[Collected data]

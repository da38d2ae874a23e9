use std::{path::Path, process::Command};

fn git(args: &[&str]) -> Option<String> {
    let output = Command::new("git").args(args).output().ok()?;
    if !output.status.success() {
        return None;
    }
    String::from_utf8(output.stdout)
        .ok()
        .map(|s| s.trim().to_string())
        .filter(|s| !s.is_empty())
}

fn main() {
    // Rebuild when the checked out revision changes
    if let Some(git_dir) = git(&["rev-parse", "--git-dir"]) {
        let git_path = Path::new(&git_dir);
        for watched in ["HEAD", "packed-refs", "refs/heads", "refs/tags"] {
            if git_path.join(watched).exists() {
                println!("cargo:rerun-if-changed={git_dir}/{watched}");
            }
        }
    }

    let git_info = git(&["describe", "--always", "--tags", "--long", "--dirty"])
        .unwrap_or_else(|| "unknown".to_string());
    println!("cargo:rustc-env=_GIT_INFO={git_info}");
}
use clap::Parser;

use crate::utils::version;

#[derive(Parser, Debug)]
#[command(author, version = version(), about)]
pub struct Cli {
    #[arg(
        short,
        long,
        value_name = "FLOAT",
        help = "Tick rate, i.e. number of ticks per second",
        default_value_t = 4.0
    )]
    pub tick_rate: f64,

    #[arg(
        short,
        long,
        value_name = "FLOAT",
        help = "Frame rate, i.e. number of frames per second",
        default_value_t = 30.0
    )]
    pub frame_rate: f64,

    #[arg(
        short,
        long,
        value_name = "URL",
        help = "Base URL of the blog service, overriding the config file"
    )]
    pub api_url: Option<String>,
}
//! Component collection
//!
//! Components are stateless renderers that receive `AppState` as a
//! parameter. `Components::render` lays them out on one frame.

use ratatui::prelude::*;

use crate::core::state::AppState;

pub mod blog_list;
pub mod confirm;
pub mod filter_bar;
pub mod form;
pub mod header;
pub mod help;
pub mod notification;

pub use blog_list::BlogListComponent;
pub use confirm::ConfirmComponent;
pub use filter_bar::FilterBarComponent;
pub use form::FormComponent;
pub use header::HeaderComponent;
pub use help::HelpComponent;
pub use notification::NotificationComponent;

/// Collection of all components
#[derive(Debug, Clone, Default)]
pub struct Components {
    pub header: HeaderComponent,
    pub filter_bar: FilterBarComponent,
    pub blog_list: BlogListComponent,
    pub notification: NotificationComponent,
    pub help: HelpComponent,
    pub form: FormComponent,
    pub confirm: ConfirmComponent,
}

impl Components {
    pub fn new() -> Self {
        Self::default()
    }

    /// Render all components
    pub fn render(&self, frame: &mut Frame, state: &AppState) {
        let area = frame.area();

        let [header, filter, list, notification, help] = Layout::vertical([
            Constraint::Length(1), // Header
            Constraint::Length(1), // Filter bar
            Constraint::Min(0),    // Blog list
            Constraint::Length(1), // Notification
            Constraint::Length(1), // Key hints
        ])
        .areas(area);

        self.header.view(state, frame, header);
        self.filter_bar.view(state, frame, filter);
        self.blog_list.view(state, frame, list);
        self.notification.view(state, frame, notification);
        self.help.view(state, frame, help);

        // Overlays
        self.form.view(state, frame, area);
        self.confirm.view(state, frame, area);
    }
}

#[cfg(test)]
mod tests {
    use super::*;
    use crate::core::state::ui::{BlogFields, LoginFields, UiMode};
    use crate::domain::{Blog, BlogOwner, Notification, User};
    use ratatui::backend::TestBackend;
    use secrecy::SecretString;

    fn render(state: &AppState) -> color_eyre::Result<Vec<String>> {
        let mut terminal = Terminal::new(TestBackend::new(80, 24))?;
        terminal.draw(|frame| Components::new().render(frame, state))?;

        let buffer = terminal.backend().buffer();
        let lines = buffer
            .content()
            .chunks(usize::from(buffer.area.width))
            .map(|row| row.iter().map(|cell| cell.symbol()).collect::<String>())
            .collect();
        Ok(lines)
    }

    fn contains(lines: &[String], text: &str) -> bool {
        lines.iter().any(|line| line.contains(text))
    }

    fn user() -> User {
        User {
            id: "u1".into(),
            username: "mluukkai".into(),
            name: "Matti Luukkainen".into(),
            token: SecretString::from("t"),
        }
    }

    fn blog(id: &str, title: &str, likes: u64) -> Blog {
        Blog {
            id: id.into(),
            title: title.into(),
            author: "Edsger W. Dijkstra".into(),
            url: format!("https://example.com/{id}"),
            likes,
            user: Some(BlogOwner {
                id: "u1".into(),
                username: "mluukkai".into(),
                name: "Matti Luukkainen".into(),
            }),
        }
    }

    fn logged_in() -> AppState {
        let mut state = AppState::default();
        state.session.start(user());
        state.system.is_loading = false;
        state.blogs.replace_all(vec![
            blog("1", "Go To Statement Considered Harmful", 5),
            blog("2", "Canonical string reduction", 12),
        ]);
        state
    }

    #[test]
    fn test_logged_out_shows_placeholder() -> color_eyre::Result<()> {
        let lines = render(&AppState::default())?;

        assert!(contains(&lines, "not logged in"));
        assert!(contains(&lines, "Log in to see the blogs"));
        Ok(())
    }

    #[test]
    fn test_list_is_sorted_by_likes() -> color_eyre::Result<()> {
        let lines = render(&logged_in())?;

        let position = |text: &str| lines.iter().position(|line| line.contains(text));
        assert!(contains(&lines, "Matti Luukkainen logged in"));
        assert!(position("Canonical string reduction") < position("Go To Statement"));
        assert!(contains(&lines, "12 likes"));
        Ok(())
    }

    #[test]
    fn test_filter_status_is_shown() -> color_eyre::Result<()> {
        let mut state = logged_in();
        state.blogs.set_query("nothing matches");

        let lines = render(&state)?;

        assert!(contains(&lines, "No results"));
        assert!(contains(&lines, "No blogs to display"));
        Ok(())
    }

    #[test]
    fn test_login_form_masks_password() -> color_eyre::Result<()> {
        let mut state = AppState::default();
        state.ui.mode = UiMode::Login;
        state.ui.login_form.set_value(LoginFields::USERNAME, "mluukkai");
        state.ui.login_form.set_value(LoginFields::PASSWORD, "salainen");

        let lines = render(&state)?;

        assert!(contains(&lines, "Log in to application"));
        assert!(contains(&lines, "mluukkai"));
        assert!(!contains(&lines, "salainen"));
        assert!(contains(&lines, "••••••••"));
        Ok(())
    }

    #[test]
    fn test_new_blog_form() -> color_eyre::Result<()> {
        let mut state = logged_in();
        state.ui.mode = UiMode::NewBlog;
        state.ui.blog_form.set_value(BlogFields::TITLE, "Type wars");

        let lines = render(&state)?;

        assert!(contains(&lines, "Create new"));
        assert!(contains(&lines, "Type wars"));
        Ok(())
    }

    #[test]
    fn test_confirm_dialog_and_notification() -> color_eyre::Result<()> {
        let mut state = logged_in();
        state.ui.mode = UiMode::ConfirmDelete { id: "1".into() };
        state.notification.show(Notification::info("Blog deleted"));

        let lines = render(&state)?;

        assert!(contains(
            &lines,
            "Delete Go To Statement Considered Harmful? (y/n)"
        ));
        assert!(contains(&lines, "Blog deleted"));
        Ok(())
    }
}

YOUR OBJECTIVE → The data above should be copied out with complete accuracy.

YOUR RESPONSE →
repository da38d2ae874a23e9
use std::{path::Path, process::Command};

fn git(args: &[&str]) -> Option<String> {
    let output = Command::new("git").args(args).output().ok()?;
    if !output.status.success() {
        return None;
    }
    String::from_utf8(output.stdout)
        .ok()
        .map(|s| s.trim().to_string())
        .filter(|s| !s.is_empty())
}

fn main() {
    // Rebuild when the checked out revision changes
    if let Some(git_dir) = git(&["rev-parse", "--git-dir"]) {
        let git_path = Path::new(&git_dir);
        for watched in ["HEAD", "packed-refs", "refs/heads", "refs/tags"] {
            if git_path.join(watched).exists() {
                println!("cargo:rerun-if-changed={git_dir}/{watched}");
            }
        }
    }

    let git_info = git(&["describe", "--always", "--tags", "--long", "--dirty"])
        .unwrap_or_else(|| "unknown".to_string());
    println!("cargo:rustc-env=_GIT_INFO={git_info}");
}
use clap::Parser;

use crate::utils::version;

#[derive(Parser, Debug)]
#[command(author, version = version(), about)]
pub struct Cli {
    #[arg(
        short,
        long,
        value_name = "FLOAT",
        help = "Tick rate, i.e. number of ticks per second",
        default_value_t = 4.0
    )]
    pub tick_rate: f64,

    #[arg(
        short,
        long,
        value_name = "FLOAT",
        help = "Frame rate, i.e. number of frames per second",
        default_value_t = 30.0
    )]
    pub frame_rate: f64,

    #[arg(
        short,
        long,
        value_name = "URL",
        help = "Base URL of the blog service, overriding the config file"
    )]
    pub api_url: Option<String>,
}
//! Component collection
//!
//! Components are stateless renderers that receive `AppState` as a
//! parameter. `Components::render` lays them out on one frame.

use ratatui::prelude::*;

use crate::core::state::AppState;

pub mod blog_list;
pub mod confirm;
pub mod filter_bar;
pub mod form;
pub mod header;
pub mod help;
pub mod notification;

pub use blog_list::BlogListComponent;
pub use confirm::ConfirmComponent;
pub use filter_bar::FilterBarComponent;
pub use form::FormComponent;
pub use header::HeaderComponent;
pub use help::HelpComponent;
pub use notification::NotificationComponent;

/// Collection of all components
#[derive(Debug, Clone, Default)]
pub struct Components {
    pub header: HeaderComponent,
    pub filter_bar: FilterBarComponent,
    pub blog_list: BlogListComponent,
    pub notification: NotificationComponent,
    pub help: HelpComponent,
    pub form: FormComponent,
    pub confirm: ConfirmComponent,
}

impl Components {
    pub fn new() -> Self {
        Self::default()
    }

    /// Render all components
    pub fn render(&self, frame: &mut Frame, state: &AppState) {
        let area = frame.area();

        let [header, filter, list, notification, help] = Layout::vertical([
            Constraint::Length(1), // Header
            Constraint::Length(1), // Filter bar
            Constraint::Min(0),    // Blog list
            Constraint::Length(1), // Notification
            Constraint::Length(1), // Key hints
        ])
        .areas(area);

        self.header.view(state, frame, header);
        self.filter_bar.view(state, frame, filter);
        self.blog_list.view(state, frame, list);
        self.notification.view(state, frame, notification);
        self.help.view(state, frame, help);

        // Overlays
        self.form.view(state, frame, area);
        self.confirm.view(state, frame, area);
    }
}

#[cfg(test)]
mod tests {
    use super::*;
    use crate::core::state::ui::{BlogFields, LoginFields, UiMode};
    use crate::domain::{Blog, BlogOwner, Notification, User};
    use ratatui::backend::TestBackend;
    use secrecy::SecretString;

    fn render(state: &AppState) -> color_eyre::Result<Vec<String>> {
        let mut terminal = Terminal::new(TestBackend::new(80, 24))?;
        terminal.draw(|frame| Components::new().render(frame, state))?;

        let buffer = terminal.backend().buffer();
        let lines = buffer
            .content()
            .chunks(usize::from(buffer.area.width))
            .map(|row| row.iter().map(|cell| cell.symbol()).collect::<String>())
            .collect();
        Ok(lines)
    }

    fn contains(lines: &[String], text: &str) -> bool {
        lines.iter().any(|line| line.contains(text))
    }

    fn user() -> User {
        User {
            id: "u1".into(),
            username: "mluukkai".into(),
            name: "Matti Luukkainen".into(),
            token: SecretString::from("t"),
        }
    }

    fn blog(id: &str, title: &str, likes: u64) -> Blog {
        Blog {
            id: id.into(),
            title: title.into(),
            author: "Edsger W. Dijkstra".into(),
            url: format!("https://example.com/{id}"),
            likes,
            user: Some(BlogOwner {
                id: "u1".into(),
                username: "mluukkai".into(),
                name: "Matti Luukkainen".into(),
            }),
        }
    }

    fn logged_in() -> AppState {
        let mut state = AppState::default();
        state.session.start(user());
        state.system.is_loading = false;
        state.blogs.replace_all(vec![
            blog("1", "Go To Statement Considered Harmful", 5),
            blog("2", "Canonical string reduction", 12),
        ]);
        state
    }

    #[test]
    fn test_logged_out_shows_placeholder() -> color_eyre::Result<()> {
        let lines = render(&AppState::default())?;

        assert!(contains(&lines, "not logged in"));
        assert!(contains(&lines, "Log in to see the blogs"));
        Ok(())
    }

    #[test]
    fn test_list_is_sorted_by_likes() -> color_eyre::Result<()> {
        let lines = render(&logged_in())?;

        let position = |text: &str| lines.iter().position(|line| line.contains(text));
        assert!(contains(&lines, "Matti Luukkainen logged in"));
        assert!(position("Canonical string reduction") < position("Go To Statement"));
        assert!(contains(&lines, "12 likes"));
        Ok(())
    }

    #[test]
    fn test_filter_status_is_shown() -> color_eyre::Result<()> {
        let mut state = logged_in();
        state.blogs.set_query("nothing matches");

        let lines = render(&state)?;

        assert!(contains(&lines, "No results"));
        assert!(contains(&lines, "No blogs to display"));
        Ok(())
    }

    #[test]
    fn test_login_form_masks_password() -> color_eyre::Result<()> {
        let mut state = AppState::default();
        state.ui.mode = UiMode::Login;
        state.ui.login_form.set_value(LoginFields::USERNAME, "mluukkai");
        state.ui.login_form.set_value(LoginFields::PASSWORD, "salainen");

        let lines = render(&state)?;

        assert!(contains(&lines, "Log in to application"));
        assert!(contains(&lines, "mluukkai"));
        assert!(!contains(&lines, "salainen"));
        assert!(contains(&lines, "••••••••"));
        Ok(())
    }

    #[test]
    fn test_new_blog_form() -> color_eyre::Result<()> {
        let mut state = logged_in();
        state.ui.mode = UiMode::NewBlog;
        state.ui.blog_form.set_value(BlogFields::TITLE, "Type wars");

        let lines = render(&state)?;

        assert!(contains(&lines, "Create new"));
        assert!(contains(&lines, "Type wars"));
        Ok(())
    }

    #[test]
    fn test_confirm_dialog_and_notification() -> color_eyre::Result<()> {
        let mut state = logged_in();
        state.ui.mode = UiMode::ConfirmDelete { id: "1".into() };
        state.notification.show(Notification::info("Blog deleted"));

        let lines = render(&state)?;

        assert!(contains(
            &lines,
            "Delete Go To Statement Considered Harmful? (y/n)"
        ));
        assert!(contains(&lines, "Blog deleted"));
        Ok(())
    }
}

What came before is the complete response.